// ============================================================
// Layer 4 — Batch Cursor
// ============================================================
// Serves fixed-size training batches from an ordered pair list.
//
// There is no shuffling and no sampling with replacement: the
// cursor walks the list in strict circular order. Each call
// advances the stored position by exactly batch_size modulo the
// collection length, so a batch may straddle the end of the list
// and continue from the start. Over ceil(len / batch_size)
// consecutive calls every pair is returned at least once; when
// len is not a multiple of batch_size the final wrap re-emits a
// few pairs from the front of the list. That overlap is the
// intended sampling behaviour, not an off-by-one.
//
// The cursor borrows the pair collection instead of owning it:
// the collection is immutable after extraction and the cursor is
// the only mutable piece of pipeline state. One cursor exists
// per relation and the training loop holds it by &mut, so batch
// requests are naturally serialised.
//
// All preconditions are checked at construction:
//   - empty collection  → modulo by zero in next_batch, rejected here
//   - batch_size == 0   → the cursor would never advance
//   - batch_size > len  → one batch would wrap onto itself and
//                         repeat pairs within a single batch
//
// Reference: Rust Book §4 (References and Borrowing)

use crate::domain::pair::{IndexBatch, Pair};
use crate::domain::traits::BatchSource;
use crate::error::PipelineError;

/// Circular fixed-size batch reader over an ordered pair list.
pub struct BatchCursor<'a> {
    /// The immutable pair collection this cursor reads from
    pairs: &'a [Pair],
    /// Number of pairs per batch, fixed at construction
    batch_size: usize,
    /// Next read position, always in [0, pairs.len())
    cursor: usize,
}

impl<'a> BatchCursor<'a> {
    pub fn new(pairs: &'a [Pair], batch_size: usize) -> Result<Self, PipelineError> {
        if pairs.is_empty() {
            return Err(PipelineError::EmptyPairCollection);
        }
        if batch_size == 0 {
            return Err(PipelineError::ZeroBatchSize);
        }
        if batch_size > pairs.len() {
            return Err(PipelineError::BatchSizeExceedsCollection {
                batch_size,
                collection_len: pairs.len(),
            });
        }
        Ok(Self {
            pairs,
            batch_size,
            cursor: 0,
        })
    }

    /// Current read position. Advances by batch_size (mod len) on
    /// every next_batch call.
    pub fn position(&self) -> usize {
        self.cursor
    }
}

impl BatchSource for BatchCursor<'_> {
    fn next_batch(&mut self) -> Result<IndexBatch, PipelineError> {
        let len = self.pairs.len();
        let next = (self.cursor + self.batch_size) % len;

        let mut contexts = Vec::with_capacity(self.batch_size);
        let mut targets = Vec::with_capacity(self.batch_size);

        let mut push = |pair: &Pair| {
            contexts.push(pair.context as i32);
            targets.push(pair.target as i32);
        };

        // next == cursor can only happen when batch_size == len;
        // the wrap branch then emits the whole collection once.
        if next <= self.cursor {
            for pair in &self.pairs[self.cursor..] {
                push(pair);
            }
            for pair in &self.pairs[..next] {
                push(pair);
            }
        } else {
            for pair in &self.pairs[self.cursor..next] {
                push(pair);
            }
        }

        if contexts.len() != self.batch_size {
            return Err(PipelineError::ShapeMismatch {
                batch_size: self.batch_size,
                actual: contexts.len(),
                collection_len: len,
            });
        }

        self.cursor = next;
        Ok(IndexBatch { contexts, targets })
    }

    fn batch_size(&self) -> usize {
        self.batch_size
    }

    fn pair_count(&self) -> usize {
        self.pairs.len()
    }
}

// ─── Unit Tests ───────────────────────────────────────────────────────────────
#[cfg(test)]
mod tests {
    use super::*;
    use std::collections::HashSet;

    /// Pairs (i, i + 100) for i in 0..n, so a pair's context value
    /// doubles as its position in the list.
    fn pairs(n: usize) -> Vec<Pair> {
        (0..n).map(|i| Pair::new(i, i + 100)).collect()
    }

    #[test]
    fn test_empty_collection_is_rejected() {
        let empty: Vec<Pair> = Vec::new();
        assert!(matches!(
            BatchCursor::new(&empty, 4),
            Err(PipelineError::EmptyPairCollection)
        ));
    }

    #[test]
    fn test_zero_batch_size_is_rejected() {
        let list = pairs(10);
        assert!(matches!(
            BatchCursor::new(&list, 0),
            Err(PipelineError::ZeroBatchSize)
        ));
    }

    #[test]
    fn test_oversized_batch_is_rejected() {
        let list = pairs(10);
        match BatchCursor::new(&list, 11) {
            Err(PipelineError::BatchSizeExceedsCollection {
                batch_size,
                collection_len,
            }) => {
                assert_eq!(batch_size, 11);
                assert_eq!(collection_len, 10);
            }
            other => panic!("unexpected: {:?}", other.map(|_| ())),
        }
    }

    #[test]
    fn test_wraparound_cursor_sequence() {
        // length 10, batch 4: positions [0:4], [4:8], [8:10]+[0:2],
        // cursor sequence 4, 8, 2
        let list = pairs(10);
        let mut cursor = BatchCursor::new(&list, 4).unwrap();

        let b1 = cursor.next_batch().unwrap();
        assert_eq!(b1.contexts, vec![0, 1, 2, 3]);
        assert_eq!(cursor.position(), 4);

        let b2 = cursor.next_batch().unwrap();
        assert_eq!(b2.contexts, vec![4, 5, 6, 7]);
        assert_eq!(cursor.position(), 8);

        let b3 = cursor.next_batch().unwrap();
        assert_eq!(b3.contexts, vec![8, 9, 0, 1]);
        assert_eq!(cursor.position(), 2);
    }

    #[test]
    fn test_batch_equal_to_collection_length() {
        let list = pairs(6);
        let mut cursor = BatchCursor::new(&list, 6).unwrap();

        let batch = cursor.next_batch().unwrap();
        assert_eq!(batch.contexts, vec![0, 1, 2, 3, 4, 5]);
        assert_eq!(cursor.position(), 0);

        // And again: the cycle repeats identically
        let batch = cursor.next_batch().unwrap();
        assert_eq!(batch.contexts, vec![0, 1, 2, 3, 4, 5]);
    }

    #[test]
    fn test_shape_invariant_holds_on_every_call() {
        let list = pairs(10);
        let mut cursor = BatchCursor::new(&list, 3).unwrap();
        for _ in 0..20 {
            let batch = cursor.next_batch().unwrap();
            assert_eq!(batch.contexts.len(), 3);
            assert_eq!(batch.targets.len(), 3);
        }
    }

    #[test]
    fn test_full_coverage_per_cycle() {
        // ceil(10 / 4) = 3 calls must return every pair at least once
        let list = pairs(10);
        let mut cursor = BatchCursor::new(&list, 4).unwrap();

        let mut seen: HashSet<i32> = HashSet::new();
        for _ in 0..3 {
            seen.extend(cursor.next_batch().unwrap().contexts);
        }
        assert_eq!(seen.len(), 10);
    }

    #[test]
    fn test_contexts_and_targets_stay_aligned() {
        let list = pairs(5);
        let mut cursor = BatchCursor::new(&list, 2).unwrap();
        for _ in 0..6 {
            let batch = cursor.next_batch().unwrap();
            for (c, t) in batch.contexts.iter().zip(&batch.targets) {
                assert_eq!(t - c, 100);
            }
        }
    }
}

****************

WHAT YOU HAVE TO DO:
In the listing above, please copy exactly the lines from the first through the one that contains "over an ordered pair list.", and no others.

EXERCISE OUTPUT:
// ============================================================
// Layer 4 — Batch Cursor
// ============================================================
// Serves fixed-size training batches from an ordered pair list.
//
// There is no shuffling and no sampling with replacement: the
// cursor walks the list in strict circular order. Each call
// advances the stored position by exactly batch_size modulo the
// collection length, so a batch may straddle the end of the list
// and continue from the start. Over ceil(len / batch_size)
// consecutive calls every pair is returned at least once; when
// len is not a multiple of batch_size the final wrap re-emits a
// few pairs from the front of the list. That overlap is the
// intended sampling behaviour, not an off-by-one.
//
// The cursor borrows the pair collection instead of owning it:
// the collection is immutable after extraction and the cursor is
// the only mutable piece of pipeline state. One cursor exists
// per relation and the training loop holds it by &mut, so batch
// requests are naturally serialised.
//
// All preconditions are checked at construction:
//   - empty collection  → modulo by zero in next_batch, rejected here
//   - batch_size == 0   → the cursor would never advance
//   - batch_size > len  → one batch would wrap onto itself and
//                         repeat pairs within a single batch
//
// Reference: Rust Book §4 (References and Borrowing)

use crate::domain::pair::{IndexBatch, Pair};
use crate::domain::traits::BatchSource;
use crate::error::PipelineError;

/// Circular fixed-size batch reader over an ordered pair list.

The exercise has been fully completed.